## RECORDS FOR PROCESSING
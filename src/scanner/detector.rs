//! 目标检测适配层 - 模型本身视为不透明的外部能力

use std::path::PathBuf;
use std::sync::atomic::{AtomicU64, Ordering};

use log::debug;
use serde::{Deserialize, Serialize};

use super::geometry::BBox;
use crate::core::error::{ScanError, ScanResult};
use crate::core::video::Frame;

/// Class name of benign detections.
pub const NORMAL_CLASS: &str = "normal";

/// One unfiltered prediction on one sampled frame.
#[derive(Debug, Clone, PartialEq)]
pub struct RawDetection {
    pub class_id: u32,
    pub class_name: String,
    pub confidence: f32,
    pub bbox: Option<BBox>,
}

impl RawDetection {
    pub fn new(class_id: u32, class_name: &str, confidence: f32, bbox: Option<BBox>) -> Self {
        Self {
            class_id,
            class_name: class_name.to_string(),
            confidence,
            bbox,
        }
    }

    pub fn is_normal(&self) -> bool {
        self.class_name.eq_ignore_ascii_case(NORMAL_CLASS)
    }
}

pub trait Detector: Send + Sync {
    fn detect(&self, frame: &Frame, confidence_floor: f32) -> ScanResult<Vec<RawDetection>>;
}

/// Output row of a loaded model, before class names are attached.
#[derive(Debug, Clone, PartialEq)]
pub struct ModelBox {
    pub class_id: u32,
    pub confidence: f32,
    pub xyxy: Option<[f32; 4]>,
}

/// A loaded detection model (YOLO or similar).
pub trait ObjectModel: Send + Sync {
    fn predict(&self, frame: &Frame, confidence_floor: f32) -> ScanResult<Vec<ModelBox>>;

    fn class_names(&self) -> &[String];
}

#[derive(Debug, Clone, PartialEq, Serialize, Deserialize)]
pub struct ModelInfo {
    pub id: i64,
    pub name: String,
    pub version: String,
    #[serde(default)]
    pub weights_path: Option<PathBuf>,
}

impl ModelInfo {
    pub fn verify(&self) -> ScanResult<()> {
        match &self.weights_path {
            Some(path) if !path.is_file() => Err(ScanError::ModelFileMissing(path.clone())),
            _ => Ok(()),
        }
    }
}

pub struct ModelDetector<M: ObjectModel> {
    model: M,
}

impl<M: ObjectModel> ModelDetector<M> {
    pub fn new(model: M) -> Self {
        Self { model }
    }

    fn class_name(&self, class_id: u32) -> String {
        self.model
            .class_names()
            .get(class_id as usize)
            .cloned()
            .unwrap_or_else(|| format!("class_{}", class_id))
    }
}

impl<M: ObjectModel> Detector for ModelDetector<M> {
    fn detect(&self, frame: &Frame, confidence_floor: f32) -> ScanResult<Vec<RawDetection>> {
        let boxes = self.model.predict(frame, confidence_floor)?;
        let detections: Vec<RawDetection> = boxes
            .into_iter()
            .filter(|b| b.confidence >= confidence_floor)
            .map(|b| RawDetection {
                class_id: b.class_id,
                class_name: self.class_name(b.class_id),
                confidence: b.confidence,
                bbox: b.xyxy.map(|[x1, y1, x2, y2]| BBox::new(x1, y1, x2, y2)),
            })
            .collect();

        debug!(
            "frame {}: {} detections above {:.2}",
            frame.frame_number,
            detections.len(),
            confidence_floor
        );
        Ok(detections)
    }
}

type Script = Box<dyn Fn(u64) -> ScanResult<Vec<RawDetection>> + Send + Sync>;

/// Deterministic detector driven by the frame number.
pub struct ScriptedDetector {
    script: Script,
    calls: AtomicU64,
}

impl ScriptedDetector {
    pub fn new() -> Self {
        Self::with_script(|_| Ok(Vec::new()))
    }

    pub fn with_script<F>(script: F) -> Self
    where
        F: Fn(u64) -> ScanResult<Vec<RawDetection>> + Send + Sync + 'static,
    {
        Self {
            script: Box::new(script),
            calls: AtomicU64::new(0),
        }
    }

    pub fn with_pattern<F>(pattern: F) -> Self
    where
        F: Fn(u64) -> Vec<RawDetection> + Send + Sync + 'static,
    {
        Self::with_script(move |n| Ok(pattern(n)))
    }

    pub fn calls(&self) -> u64 {
        self.calls.load(Ordering::Relaxed)
    }
}

impl Default for ScriptedDetector {
    fn default() -> Self {
        Self::new()
    }
}

impl Detector for ScriptedDetector {
    fn detect(&self, frame: &Frame, confidence_floor: f32) -> ScanResult<Vec<RawDetection>> {
        self.calls.fetch_add(1, Ordering::Relaxed);
        let detections = (self.script)(frame.frame_number)?;
        Ok(detections
            .into_iter()
            .filter(|d| d.confidence >= confidence_floor)
            .collect())
    }
}

#[cfg(test)]
mod tests {
    use super::*;

    struct FixedModel {
        names: Vec<String>,
        rows: Vec<ModelBox>,
    }

    impl ObjectModel for FixedModel {
        fn predict(&self, _frame: &Frame, _confidence_floor: f32) -> ScanResult<Vec<ModelBox>> {
            Ok(self.rows.clone())
        }

        fn class_names(&self) -> &[String] {
            &self.names
        }
    }

    struct BrokenModel;

    impl ObjectModel for BrokenModel {
        fn predict(&self, _frame: &Frame, _confidence_floor: f32) -> ScanResult<Vec<ModelBox>> {
            Err(ScanError::Detector("device lost".into()))
        }

        fn class_names(&self) -> &[String] {
            &[]
        }
    }

    fn frame(n: u64) -> Frame {
        Frame::new(2, 2, vec![0u8; 16], 0, n)
    }

    #[test]
    fn test_model_detector_maps_rows() {
        let detector = ModelDetector::new(FixedModel {
            names: vec!["normal".into(), "fake_logo".into()],
            rows: vec![
                ModelBox {
                    class_id: 1,
                    confidence: 0.92,
                    xyxy: Some([10.0, 20.0, 5.0, 20.0]),
                },
                ModelBox {
                    class_id: 0,
                    confidence: 0.4,
                    xyxy: None,
                },
                ModelBox {
                    class_id: 7,
                    confidence: 0.81,
                    xyxy: None,
                },
            ],
        });

        let detections = detector.detect(&frame(1), 0.5).unwrap();
        assert_eq!(detections.len(), 2);
        assert_eq!(detections[0].class_name, "fake_logo");
        // degenerate boxes pass through untouched
        assert_eq!(detections[0].bbox, Some(BBox::new(10.0, 20.0, 5.0, 20.0)));
        assert_eq!(detections[1].class_name, "class_7");
        assert!(detections[1].bbox.is_none());
    }

    #[test]
    fn test_model_errors_propagate() {
        let detector = ModelDetector::new(BrokenModel);
        assert!(matches!(
            detector.detect(&frame(1), 0.5),
            Err(ScanError::Detector(_))
        ));
    }

    #[test]
    fn test_normal_sentinel_is_case_insensitive() {
        assert!(RawDetection::new(0, "Normal", 0.9, None).is_normal());
        assert!(RawDetection::new(0, "NORMAL", 0.9, None).is_normal());
        assert!(!RawDetection::new(1, "abnormal", 0.9, None).is_normal());
    }

    #[test]
    fn test_scripted_detector() {
        let detector = ScriptedDetector::with_pattern(|n| {
            if n % 2 == 0 {
                vec![
                    RawDetection::new(1, "fraud", 0.9, None),
                    RawDetection::new(1, "fraud", 0.3, None),
                ]
            } else {
                vec![]
            }
        });

        assert_eq!(detector.detect(&frame(2), 0.5).unwrap().len(), 1);
        assert!(detector.detect(&frame(3), 0.5).unwrap().is_empty());
        assert_eq!(detector.calls(), 2);
    }

    #[test]
    fn test_model_info_verify() {
        let dir = tempfile::tempdir().unwrap();
        let weights = dir.path().join("best.onnx");

        let mut info = ModelInfo {
            id: 1,
            name: "fraud-yolo".into(),
            version: "v3".into(),
            weights_path: Some(weights.clone()),
        };
        assert!(matches!(info.verify(), Err(ScanError::ModelFileMissing(_))));

        std::fs::write(&weights, b"weights").unwrap();
        assert!(info.verify().is_ok());

        info.weights_path = None;
        assert!(info.verify().is_ok());
    }
}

## WHAT TO PRODUCE
Give again, word for word, the records from their first line to the one with "use super::geometry::BBox;", and leave out all else.

## PROBLEM SOLUTION
filename src/scanner/detector.rs
//! 目标检测适配层 - 模型本身视为不透明的外部能力

use std::path::PathBuf;
use std::sync::atomic::{AtomicU64, Ordering};

use log::debug;
use serde::{Deserialize, Serialize};

use super::geometry::BBox;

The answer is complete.